An ‘honeymoon effect’ is now believed to be behind the increase in suicides.
An Australian survey has found the suicide rate has increased by 7 per cent since 2010.
Suicide is the second leading cause of death in Australia and in Queensland the rate of suicide is the highest in the nation.
The Australian Bureau of Statistics’ (ABS) suicide survey found the increase was due to the recession, unemployment and mental health issues.
Its findings have been met with concern by the National Suicide Prevention Lifeline, which says it has heard of over 100 calls for help since the survey was conducted.
“It’s pretty obvious that the honeymoon effect is occurring, and I think it’s pretty well documented,” NSPL Lifeline Director Dr John Brown said.
Dr Brown said the suicide toll could be as high as 150,000 people in the state, as many as the number of people in Queensland.

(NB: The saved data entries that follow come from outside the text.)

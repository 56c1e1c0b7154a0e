//! Adversarial input tests for the relay network.
//!
//! Tests edge cases that should either return errors or be handled gracefully
//! without panics.

use linkrange_core::config::{ConfigError, NetworkConfig};
use linkrange_core::geometry::{OpenSpace, PositionSource, Vec3};
use linkrange_core::ground::GroundStation;
use linkrange_core::id::{StructureId, UnitId};
use linkrange_core::network::{LinkTarget, RelayNetwork, ResolveContext};
use linkrange_core::scene::{Component, Scene, SceneError, StructureKind};
use linkrange_core::test_utils::*;
use linkrange_core::unit::TransmitterSpec;
use std::collections::HashSet;

/// Position source that hides some structures, as during a scene transition.
struct Partial<'a> {
    scene: &'a Scene,
    hidden: HashSet<StructureId>,
}

impl PositionSource for Partial<'_> {
    fn world_position(&self, structure: StructureId) -> Option<Vec3> {
        if self.hidden.contains(&structure) {
            None
        } else {
            self.scene.world_position(structure)
        }
    }
}

/// Missing position for the origin is "unreachable", not an error.
#[test]
fn origin_without_position_is_unreachable() {
    let mut scene = Scene::new();
    let a = spawn_relay(&mut scene, "A", at(10.0), 100.0);
    let positions = Partial {
        scene: &scene,
        hidden: HashSet::from([a.structure]),
    };
    let mut net = network(test_config(f64::INFINITY));
    let ctx = ResolveContext::new(&scene, &OpenSpace, 0).with_positions(&positions);

    let r = net.resolve(&ctx, a).unwrap();
    assert!(!r.can_transmit);
    assert_eq!(r.transmit_distance, f64::INFINITY);
}

/// Candidates without positions are skipped.
#[test]
fn candidate_without_position_is_skipped() {
    let mut scene = Scene::new();
    let a = spawn_relay(&mut scene, "A", at(130.0), 100.0);
    let b = spawn_relay(&mut scene, "B", at(80.0), 100.0);
    let positions = Partial {
        scene: &scene,
        hidden: HashSet::from([b.structure]),
    };
    let mut net = network(test_config(f64::INFINITY));
    let ctx = ResolveContext::new(&scene, &OpenSpace, 0).with_positions(&positions);

    assert!(!net.can_transmit(&ctx, a));
}

/// Resolving a unit id that never existed.
#[test]
fn unknown_unit_resolves_to_none() {
    let mut scene = Scene::new();
    let a = spawn_relay(&mut scene, "A", at(10.0), 100.0);
    let b = spawn_relay(&mut scene, "B", at(20.0), 100.0);
    let bogus = UnitId::new(a.structure, b.component);
    let mut net = network(test_config(f64::INFINITY));
    let ctx = ResolveContext::new(&scene, &OpenSpace, 0);

    assert!(net.resolve(&ctx, bogus).is_none());
    assert!(!net.can_transmit(&ctx, bogus));
    assert!(net.estimate_transmission(&ctx, bogus, 1.0).is_none());
}

/// A zero-range antenna can never transmit, even at zero distance.
#[test]
fn zero_range_antenna() {
    let mut scene = Scene::new();
    let a = spawn_relay(&mut scene, "A", at(1.0), 0.0);
    let mut net = network(test_config(f64::INFINITY));
    let ctx = ResolveContext::new(&scene, &OpenSpace, 0);
    assert!(!net.can_transmit(&ctx, a));
}

/// A unit sitting exactly on the ground station.
#[test]
fn unit_on_top_of_ground_station() {
    let mut scene = Scene::new();
    let a = spawn_relay(&mut scene, "A", Vec3::ZERO, 100.0);
    let mut net = network(test_config(f64::INFINITY));
    let ctx = ResolveContext::new(&scene, &OpenSpace, 0);

    let r = net.resolve(&ctx, a).unwrap();
    assert!(r.can_transmit);
    assert_eq!(r.transmit_distance, 0.0);
    assert!(r.hop_cost.payload_size.is_finite());
}

/// Two structures at the same position.
#[test]
fn coincident_structures() {
    let mut scene = Scene::new();
    let a = spawn_relay(&mut scene, "A", at(150.0), 100.0);
    let b = spawn_relay(&mut scene, "B", at(150.0), 100.0);
    spawn_relay(&mut scene, "C", at(60.0), 100.0);
    let mut net = network(test_config(f64::INFINITY));
    let ctx = ResolveContext::new(&scene, &OpenSpace, 0);

    // Zero-distance hops are legal; each picks the other as its relay.
    assert!(net.can_transmit(&ctx, a));
    assert!(net.can_transmit(&ctx, b));
    assert_eq!(net.resolution(b).unwrap().transmit_distance, 0.0);
    assert_eq!(net.chain(b).last(), Some(&LinkTarget::GroundStation));
}

/// Structures whose relay components are all gone count as unreachable.
#[test]
fn structure_stripped_of_relays() {
    let mut scene = Scene::new();
    let a = spawn_relay(&mut scene, "A", at(50.0), 100.0);
    scene
        .add_component(a.structure, Component::new("tank"))
        .unwrap();
    scene.remove_component(a.structure, a.component).unwrap();
    let mut net = network(test_config(f64::INFINITY));
    let ctx = ResolveContext::new(&scene, &OpenSpace, 0);

    assert!(net.relay_units(&scene, a.structure).is_empty());
    assert!(!net.has_connected_relay(&ctx, a.structure));
    assert!(net.tick(&ctx).is_empty());
}

/// Invalid antenna specs are skipped rather than failing the rebuild.
#[test]
fn invalid_spec_is_ignored() {
    let mut scene = Scene::new();
    let broken = TransmitterSpec::new(f64::NAN, 1.0, 1.0);
    let a = spawn_relay_with(&mut scene, "A", at(10.0), broken);
    let mut net = network(test_config(f64::INFINITY));
    let ctx = ResolveContext::new(&scene, &OpenSpace, 0);

    assert!(net.resolve(&ctx, a).is_none());
}

/// Many relays in one long line still terminate with bounded recursion.
#[test]
fn long_chain() {
    let mut scene = Scene::new();
    let units: Vec<UnitId> = (1..=60)
        .map(|i| spawn_relay(&mut scene, "relay", at(i as f64 * 90.0), 100.0))
        .collect();
    let mut net = network(test_config(f64::INFINITY));
    let ctx = ResolveContext::new(&scene, &OpenSpace, 0);

    let last = units[units.len() - 1];
    assert!(net.can_transmit(&ctx, last));
    assert_eq!(net.chain(last).len(), 60);
}

/// Dense cluster with no exit: every pair is in range, nobody reaches ground.
/// The search explores every simple path here, so keep it small.
#[test]
fn dense_cluster_without_exit() {
    let mut scene = Scene::new();
    let units: Vec<UnitId> = (0..6)
        .map(|i| spawn_relay(&mut scene, "relay", Vec3::new(10_000.0, i as f64, 0.0), 100.0))
        .collect();
    let mut net = network(test_config(f64::INFINITY));
    let ctx = ResolveContext::new(&scene, &OpenSpace, 0);

    for unit in units {
        assert!(!net.can_transmit(&ctx, unit));
    }
}

/// Bad configurations are rejected at construction and on replacement.
#[test]
fn invalid_configuration() {
    let bad = NetworkConfig {
        grace_ratio: 1.5,
        ..NetworkConfig::default()
    };
    let ground = GroundStation::new(Vec3::ZERO, vec![100.0]);
    assert!(matches!(
        RelayNetwork::new(bad.clone(), ground),
        Err(ConfigError::GraceRatioOutOfRange(_))
    ));

    let mut net = network(test_config(100.0));
    assert!(net.set_config(bad).is_err());
    assert_eq!(net.config().ground_station_tiers, vec![100.0]);
}

/// Scene mutations on missing structures report errors.
#[test]
fn scene_errors() {
    let mut scene = Scene::new();
    let a = scene.spawn("A", StructureKind::Probe, Vec3::ZERO);
    scene.destroy(a).unwrap();

    assert_eq!(scene.destroy(a), Err(SceneError::StructureNotFound(a)));
    assert_eq!(
        scene.add_component(a, antenna(10.0)),
        Err(SceneError::StructureNotFound(a))
    );
    assert_eq!(scene.set_loaded(a, false), Err(SceneError::StructureNotFound(a)));

    let b = scene.spawn("B", StructureKind::Probe, Vec3::ZERO);
    assert_eq!(scene.couple(b, b), Err(SceneError::SelfCoupling(b)));
}

/// Destroying every structure mid-session leaves a consistent network.
#[test]
fn everything_destroyed() {
    let t = three_node(50.0, 60.0, 70.0, 100.0);
    let mut scene = t.scene;
    let mut net = network(test_config(f64::INFINITY));
    net.tick(&ResolveContext::new(&scene, &OpenSpace, 0));

    for unit in [t.a, t.b, t.c] {
        scene.destroy(unit.structure).unwrap();
    }
    net.apply_changes(scene.drain_changes());

    let ctx = ResolveContext::new(&scene, &OpenSpace, 1);
    assert!(net.tick(&ctx).is_empty());
    assert!(net.database().is_empty());
}
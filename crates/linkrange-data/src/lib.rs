//! Data-file front end for `linkrange-core`.
//!
//! Loads transmitter definitions, part templates, and the network
//! configuration from RON, JSON, or TOML files in a directory.

pub mod loader;
pub mod schema;

pub use loader::{load_catalog, load_network_config, Catalog, DataLoadError};
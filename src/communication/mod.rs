mod frame;
pub use frame::{CommandFrame, FrameError, FrameParseError, ETX, STX};

use std::{
    io::{Read, Write},
    time::Duration,
};

pub type ComResult<T> = Result<T, CommunicationError>;

/// One invocation does exactly one send and one bounded read; the handle is
/// dropped (and the port closed) afterwards, whatever the read yielded.
pub trait CommunicationHandle: Read + Write {
    fn set_timeout(&mut self, timeout: Duration) -> ComResult<()>;

    fn send_frame(&mut self, frame: &CommandFrame) -> ComResult<()> {
        let bytes = Vec::from(frame);
        log::debug!("Sending frame {:02x?}", bytes);
        self.write_all(&bytes)?;
        self.flush()?;
        Ok(())
    }

    /// Reads whatever the module sends back, up to `limit` bytes. A read that
    /// times out with nothing available is a normal outcome and returns an
    /// empty buffer, not an error.
    fn read_response(&mut self, limit: usize) -> ComResult<Vec<u8>> {
        let mut buffer = vec![0; limit];
        match self.read(&mut buffer) {
            Ok(received) => {
                buffer.truncate(received);
                Ok(buffer)
            }
            Err(e)
                if matches!(
                    e.kind(),
                    std::io::ErrorKind::TimedOut | std::io::ErrorKind::WouldBlock
                ) =>
            {
                Ok(Vec::new())
            }
            Err(e) => Err(e.into()),
        }
    }
}

impl CommunicationHandle for Box<dyn serialport::SerialPort> {
    fn set_timeout(&mut self, timeout: Duration) -> ComResult<()> {
        serialport::SerialPort::set_timeout(self.as_mut(), timeout)?;
        Ok(())
    }
}

/// Opens `port` at `baud`, 8N1. The read timeout is applied afterwards via
/// [`CommunicationHandle::set_timeout`].
pub fn open_serial_port(
    port: &str,
    baud: u32,
) -> Result<Box<dyn serialport::SerialPort>, serialport::Error> {
    serialport::new(port, baud).open()
}

#[derive(Debug, thiserror::Error)]
pub enum CommunicationError {
    /// The serial peripheral itself failed, e.g. while changing the timeout.
    #[error("serial interface error: {0}")]
    Interface(#[from] serialport::Error),
    /// Sending or receiving failed below the protocol. Not recoverable.
    #[error("i/o error: {0}")]
    Io(std::io::Error),
    /// A write did not complete within the port timeout.
    #[error("write timed out")]
    TimedOut,
}

impl From<std::io::Error> for CommunicationError {
    fn from(value: std::io::Error) -> Self {
        match value.kind() {
            std::io::ErrorKind::TimedOut => CommunicationError::TimedOut,
            _ => CommunicationError::Io(value),
        }
    }
}
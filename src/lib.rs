pub mod cli;
pub mod command;
pub mod communication;
pub mod config;
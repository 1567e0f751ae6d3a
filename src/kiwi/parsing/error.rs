//! Parse errors
//!
//! A soft failure is not an error: rules report it as `Ok(None)` and the
//! caller tries its next alternative. Everything here is fatal and unwinds
//! the whole parse.

use super::memo::Mark;
use crate::kiwi::ast::{NodeError, Position};
use thiserror::Error;

#[derive(Debug, Clone, PartialEq, Eq, Error)]
pub enum ParseError {
    /// A committed alternative could not continue
    #[error("{position}: expected {expected}")]
    Forced {
        expected: String,
        position: Position,
        mark: Mark,
    },
    /// The start rule failed, or stopped short of the end of input
    #[error("{position}: invalid syntax")]
    InvalidSyntax { position: Position },
    #[error(transparent)]
    Node(#[from] NodeError),
    /// The engine broke one of its own invariants
    #[error("internal parser error: {0}")]
    Internal(String),
}

impl ParseError {
    /// Source position the error points at, if it has one
    pub fn position(&self) -> Option<Position> {
        match self {
            ParseError::Forced { position, .. } | ParseError::InvalidSyntax { position } => {
                Some(*position)
            }
            ParseError::Node(_) | ParseError::Internal(_) => None,
        }
    }
}

/// Success, soft failure (`Ok(None)`) or fatal failure
pub type ParseResult<T> = Result<Option<T>, ParseError>;

#[cfg(test)]
mod tests {
    use super::*;
    use crate::kiwi::ast::Boundary;

    #[test]
    fn test_only_syntax_errors_carry_a_position() {
        let here = Position::new(2, 5);
        let invalid = ParseError::InvalidSyntax { position: here };
        let structural = ParseError::from(NodeError::Unlocatable {
            node: "File".to_string(),
            boundary: Boundary::End,
        });

        assert_eq!(invalid.position(), Some(here));
        assert_eq!(invalid.to_string(), "2:5: invalid syntax");
        assert_eq!(structural.position(), None);
        assert_eq!(ParseError::Internal("x".to_string()).position(), None);
    }
}
//! Configuration loader for the kiwi toolchain.
//!
//! `defaults/kiwi.default.toml` is embedded into every binary so that docs and
//! runtime behavior stay in sync. Applications layer user-specific files on top
//! of those defaults via [`Loader`] before deserializing into [`KiwiConfig`].

use config::builder::DefaultState;
use config::{Config, ConfigBuilder, ConfigError, File, FileFormat, ValueKind};
use serde::Deserialize;
use std::path::Path;

const DEFAULT_TOML: &str = include_str!("../../defaults/kiwi.default.toml");

/// Top-level configuration consumed by kiwi applications.
#[derive(Debug, Clone, Default, Deserialize)]
pub struct KiwiConfig {
    pub lexer: LexerConfig,
    pub parser: ParserConfig,
    pub inspect: InspectConfig,
}

/// Knobs of the token stream adapter.
#[derive(Debug, Clone, Deserialize)]
pub struct LexerConfig {
    pub fuse_sigil_names: bool,
}

impl Default for LexerConfig {
    fn default() -> Self {
        Self {
            fuse_sigil_names: true,
        }
    }
}

#[derive(Debug, Clone, Deserialize)]
pub struct ParserConfig {
    pub packrat: bool,
}

impl Default for ParserConfig {
    fn default() -> Self {
        Self { packrat: true }
    }
}

/// Controls tree output.
#[derive(Debug, Clone, Deserialize)]
pub struct InspectConfig {
    pub show_spans: bool,
}

impl Default for InspectConfig {
    fn default() -> Self {
        Self { show_spans: true }
    }
}

/// Helper for layering user overrides over the built-in defaults.
#[derive(Debug, Clone)]
pub struct Loader {
    builder: ConfigBuilder<DefaultState>,
}

impl Loader {
    /// Start a loader seeded with the embedded defaults.
    pub fn new() -> Self {
        let builder = Config::builder().add_source(File::from_str(DEFAULT_TOML, FileFormat::Toml));
        Self { builder }
    }

    /// Layer a TOML file over what is loaded so far; a missing file is an
    /// error at `build` time.
    pub fn with_file(self, path: impl AsRef<Path>) -> Self {
        self.layer(path.as_ref(), true)
    }

    /// Like [`Loader::with_file`], but an absent file is skipped
    pub fn with_optional_file(self, path: impl AsRef<Path>) -> Self {
        self.layer(path.as_ref(), false)
    }

    fn layer(mut self, path: &Path, required: bool) -> Self {
        let source = File::from(path).format(FileFormat::Toml).required(required);
        self.builder = self.builder.add_source(source);
        self
    }

    /// Apply a single key/value override (useful for CLI settings).
    pub fn set_override<I>(mut self, key: &str, value: I) -> Result<Self, ConfigError>
    where
        I: Into<ValueKind>,
    {
        self.builder = self.builder.set_override(key, value)?;
        Ok(self)
    }

    /// Finalize the builder and deserialize the resulting configuration.
    pub fn build(self) -> Result<KiwiConfig, ConfigError> {
        self.builder.build()?.try_deserialize()
    }
}

impl Default for Loader {
    fn default() -> Self {
        Self::new()
    }
}

/// Convenience helper for callers that only need the defaults.
pub fn load_defaults() -> Result<KiwiConfig, ConfigError> {
    Loader::new().build()
}

#[cfg(test)]
mod tests {
    use super::*;

    #[test]
    fn loads_default_config() {
        let config = load_defaults().expect("defaults to deserialize");
        assert!(config.lexer.fuse_sigil_names);
        assert!(config.parser.packrat);
        assert!(config.inspect.show_spans);
    }

    #[test]
    fn embedded_defaults_match_default_impl() {
        let loaded = load_defaults().expect("defaults to deserialize");
        let built = KiwiConfig::default();
        assert_eq!(loaded.lexer.fuse_sigil_names, built.lexer.fuse_sigil_names);
        assert_eq!(loaded.parser.packrat, built.parser.packrat);
        assert_eq!(loaded.inspect.show_spans, built.inspect.show_spans);
    }

    #[test]
    fn supports_overrides() {
        let config = Loader::new()
            .set_override("parser.packrat", false)
            .expect("override to apply")
            .build()
            .expect("config to build");
        assert!(!config.parser.packrat);
    }

    #[test]
    fn missing_optional_file_is_ignored() {
        let config = Loader::new()
            .with_optional_file("does/not/exist.toml")
            .build()
            .expect("config to build");
        assert!(config.lexer.fuse_sigil_names);
    }
}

Queensland’s suicide rate is higher than the national average, but it is still well below other states.
Brisbane suicide toll rises to 715 Queysland Premier Annastacia Palaszczuk has announced a plan to increase funding for the Queensland suicide hotline.
Ms Palaszlczuk said more resources would be provided to help those who are seeking help, but added she would not be providing extra funds to the national helpline.
She said the Queensland Government was aware of the findings and was working on a plan for future funding.
Mental health crisis in Queensland is a national issue Queursland’s Suicide Prevention and Crisis Intervention Service (SPICIS) is providing support to those who have experienced a mental health crisis, such as an attempted suicide or a suicide attempt, and has increased services for the first time in nearly 10 years.
Chief executive of the Queensland Mental Health Service, Catherine Smith, said the service had increased the number and types of support services available for people who had mental health challenges.
In a statement, Ms Smith said more than 1,400 services were currently in place across the state and that it was working to meet demand.
If you or someone you know needs help please call Lifeline on 13 11 14.